There are bad movies and then there is The Room, a film so bad, so painful and so inept, it’s unworthy of calling itself a bad movie. No, my dear friends, this is truly the worst movie ever.
If Troll 2 was dubbed the featherweight champion of bad movies, The Room would certainly be the heavyweight winner. It’s almost impossible to comprehend and could possibly pass as an alien experiment (using human beings as their pawns) gone completely wrong. But don’t let any of these comments discourage you, this is a film you have to see.
Johnny: I did not hit her, it’s not true! It’s bulls**t! I did not hit her! I did *not*. Oh hi, Mark.
Dubbed the Citizen Kane of bad films, this cinematic tour-de-force is possibly the worst acted, worst written, worst directed, worst scored and worst produced film I have ever seen. The Room, a title that has no bearing on the actual film, is a filmic holocaust so bewildering, so melodramatic, so mysterious and so magically wrong you’ll be hypnotised and mesmerised by its ability to succeed as a bad film. Put it this way, if you gathered every bad filmmaker in the world into one room and asked them to pen a script it still wouldn’t be half as bad as Tommy Wiseau’s The Room. Strangely, it’s impossible not to like the film and you’ll end up watching it time and time again – if just for the belly aching laughs.
Johnny: Thank you, honey, this is a beautiful party! You invited all my friends. Good thinking!
Behind the steering wheel of this great blunder is Tommy Wiseau, a strange personality who wears the hat of actor, director, writer and producer. Tommy doesn’t live in a world where people communicate normally I’m afraid and, as a result, his screenplay is filled with the most bizarre dialogue known to man.
Every second conversation is initiated with the words “Oh hi!” and almost all the dialogue is incomprehensible. The script is also characterized by numerous inexplicable mood changes in characters within the same scene. For example, Johnny (Wiseau) could enter a scene angry but change his tone completely when greeting one of his friends.
While Wikipedia describes The Room as an American independent romantic drama film, I double dare anyone to attempt to categorise this film into any genre, besides stupid. Despite all this, the film has gone on to develop cult status, resulting in sellout showings across the USA and has even inspired a video game, a travelling stage show, and a book.
Johnny: I kill you, you bastard!
Mark: You couldn’t kill me if you tried.
Johnny: You betrayed me! You’re not good. You, you’re just a chicken. Chip-chip-chip-chip-cheep-cheep.
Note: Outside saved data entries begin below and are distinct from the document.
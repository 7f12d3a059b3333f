//! Checkout flow configuration

use serde::Deserialize;
use std::time::Duration;

use super::error::ValidationError;
use crate::application::RetryPolicy;

/// Checkout rules and the backoff used for payment-processor calls.
#[derive(Debug, Clone, Deserialize)]
pub struct CheckoutConfig {
    /// Ceiling on distinct products per order
    #[serde(default = "default_max_items")]
    pub max_items_per_order: usize,

    /// Refuse orders whose cart prices no longer match the catalog
    #[serde(default = "default_reject_price_changes")]
    pub reject_price_changes: bool,

    /// Attempts per processor call, including the first
    #[serde(default = "default_retry_max_attempts")]
    pub retry_max_attempts: u32,

    #[serde(default = "default_retry_initial_delay_ms")]
    pub retry_initial_delay_ms: u64,

    #[serde(default = "default_retry_max_delay_ms")]
    pub retry_max_delay_ms: u64,

    #[serde(default = "default_retry_multiplier")]
    pub retry_multiplier: f64,

    /// Days to keep processed webhook events
    #[serde(default = "default_webhook_retention_days")]
    pub webhook_retention_days: u32,
}

impl CheckoutConfig {
    pub fn retry_policy(&self) -> RetryPolicy {
        RetryPolicy {
            max_attempts: self.retry_max_attempts,
            initial_delay: Duration::from_millis(self.retry_initial_delay_ms),
            max_delay: Duration::from_millis(self.retry_max_delay_ms),
            multiplier: self.retry_multiplier,
        }
    }

    pub fn validate(&self) -> Result<(), ValidationError> {
        if self.max_items_per_order == 0 || self.max_items_per_order > 1000 {
            return Err(ValidationError::InvalidMaxItems);
        }
        if self.retry_max_attempts == 0 || self.retry_max_attempts > 10 {
            return Err(ValidationError::InvalidRetryPolicy(
                "retry_max_attempts must be between 1 and 10",
            ));
        }
        if self.retry_initial_delay_ms > self.retry_max_delay_ms {
            return Err(ValidationError::InvalidRetryPolicy(
                "retry_initial_delay_ms exceeds retry_max_delay_ms",
            ));
        }
        if !(1.0..=10.0).contains(&self.retry_multiplier) {
            return Err(ValidationError::InvalidRetryPolicy(
                "retry_multiplier must be between 1 and 10",
            ));
        }
        Ok(())
    }
}

impl Default for CheckoutConfig {
    fn default() -> Self {
        Self {
            max_items_per_order: default_max_items(),
            reject_price_changes: default_reject_price_changes(),
            retry_max_attempts: default_retry_max_attempts(),
            retry_initial_delay_ms: default_retry_initial_delay_ms(),
            retry_max_delay_ms: default_retry_max_delay_ms(),
            retry_multiplier: default_retry_multiplier(),
            webhook_retention_days: default_webhook_retention_days(),
        }
    }
}

fn default_max_items() -> usize {
    100
}

fn default_reject_price_changes() -> bool {
    true
}

fn default_retry_max_attempts() -> u32 {
    3
}

fn default_retry_initial_delay_ms() -> u64 {
    200
}

fn default_retry_max_delay_ms() -> u64 {
    2000
}

fn default_retry_multiplier() -> f64 {
    2.0
}

fn default_webhook_retention_days() -> u32 {
    30
}

#[cfg(test)]
mod tests {
    use super::*;

    #[test]
    fn test_defaults_match_retry_policy_defaults() {
        let config = CheckoutConfig::default();
        assert_eq!(config.retry_policy(), RetryPolicy::default());
        assert!(config.validate().is_ok());
    }

    #[test]
    fn test_validation_max_items() {
        let config = CheckoutConfig {
            max_items_per_order: 0,
            ..Default::default()
        };
        assert_eq!(config.validate(), Err(ValidationError::InvalidMaxItems));
    }

    #[test]
    fn test_validation_retry_delays() {
        let config = CheckoutConfig {
            retry_initial_delay_ms: 5000,
            retry_max_delay_ms: 100,
            ..Default::default()
        };
        assert!(matches!(
            config.validate(),
            Err(ValidationError::InvalidRetryPolicy(_))
        ));
    }

    #[test]
    fn test_validation_retry_attempts() {
        let config = CheckoutConfig {
            retry_max_attempts: 0,
            ..Default::default()
        };
        assert!(config.validate().is_err());
    }
}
Attempting to explain the plot may prove futile, but I’ll try. Tommy Wiseau plays banker Johnny, who is in a rocky relationship with Lisa. She is cheating on him with his best friend, Mark, who spends most of his time chatting and playing football with Johnny and their friends. In between the ten-minute long sex scenes, there’s a drug lord, a bitter old woman, a psychiatrist, an overgrown perverted boy and a few other oddball characters are thrown into the mix.
Peter: People are people. Sometimes they just can’t see their own faults.
Someone out there thought it was a good idea to give Balki from Perfect Strangers a camera. Bad idea. This is a horrible attempt at filmmaking. IFC.com described Wiseau’s speaking voice in the film as “Borat trying to do an impression of Christopher Walken playing a mental patient.” The Guardian called the film a mix of “Tennessee Williams, Ed Wood, and R. Kelly’s Trapped in the Closet”.
I have my own theory regarding the film’s creation. I’m certain it was created by aliens trying to mimic human beings. It’s the only logical explanation. Only once every millennium, when the planets all align, does something this bad come along. You’ve got to see it to truly believe it!
The good news is that those who loved this film can look forward to a movie based on the making of The Room. Based on Greg Sestero’s best-selling tell-all, The Greatest Bad Movie Ever Made, The Disaster Artist starring James Franco, Dave Franco, and Seth Rogen goes behind the scenes to show us just how this disastrous masterpiece came to be.
Mark: So can I come in tomorrow, like late afternoon?
Johnny: Absolutely. 8:00?
Mark: Great!
P.S. I’m pretty sure a few chicken were harmed in the making of this film.

Oh fortress of solitude you are TEARING me apart!!